Rick laughed. “That wasn’t his way. He liked letting things unfold in your own thinking.”
After a while, her thoughts still on the case, she glanced over at him. “Do you still want to stop by Angelina’s second store? Jeri, the manager, worked at Silver Heritage before her promotion and she might remember the professor’s name.”
“What makes you think she’d remember?”
“She thought he was hot.”
“You didn’t?”
She took a deep breath. “What attracts me to a man isn’t looks. It’s attitude. Like confidence. Integrity is essential, and courage works, too.”
“Are you telling me that you’re never swayed by packaging?” he said, giving her an incredulous grin.
“Hey, I like eye candy as much as the next person, but keeping my interest takes a lot more than that,” she said, laughing. “I’m picky.

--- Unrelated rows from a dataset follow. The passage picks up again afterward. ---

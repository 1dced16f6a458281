use async_trait::async_trait;
use thiserror::Error;

#[derive(Debug, Error)]
pub enum ClientError {
    #[error("clients could not be claimed: {0}")]
    Claim(String),
    #[error("window for `{url}` could not be opened: {reason}")]
    OpenWindow { url: String, reason: String },
}

/// Browsing contexts controlled by the worker.
#[async_trait]
pub trait Clients: Send + Sync {
    /// Take control of already-open contexts. Returns how many were claimed.
    async fn claim(&self) -> Result<usize, ClientError>;

    /// Open or focus a context showing `url`.
    async fn open_window(&self, url: &str) -> Result<(), ClientError>;
}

When I met you for the first time since high school, what got my attention was the way you looked at whoever was speaking to you. That person had your undivided attention. You also took time to savor your food; you didn’t just wolf it down. I knew that you were a man who took his time to do things right.” Realizing the double entendre, she glanced away and felt her cheeks burning.
“I don’t like to rush,” he said, his voice low and deep. “Like wine, women and investigations, some things just need that extra attention.”
The masculine timbre of his voice felt like a warm caress on a cold winter’s night. Realizing the turn her thoughts had taken, Kim forced herself to look directly ahead.
As she peered off into the distance, something on the road caught her attention. “Slow down. There’s some kind of animal in our way.” She squinted, then quickly added, “It’s a snake.”
“Pretty common sight this late in the year. They sometimes sun themselves in the morning just to get warm. Let me see if I can prod it off the road.” He braked and came to a stop.
“Why don’t you just drive around it? If it’s a rattler you’ll be safer keeping your distance.”
“The road isn’t wide enough. And if I try to straddle it, it might just move and get struck. Wait here,” he said, climbing out. “I don’t want to kill it unless I have to.”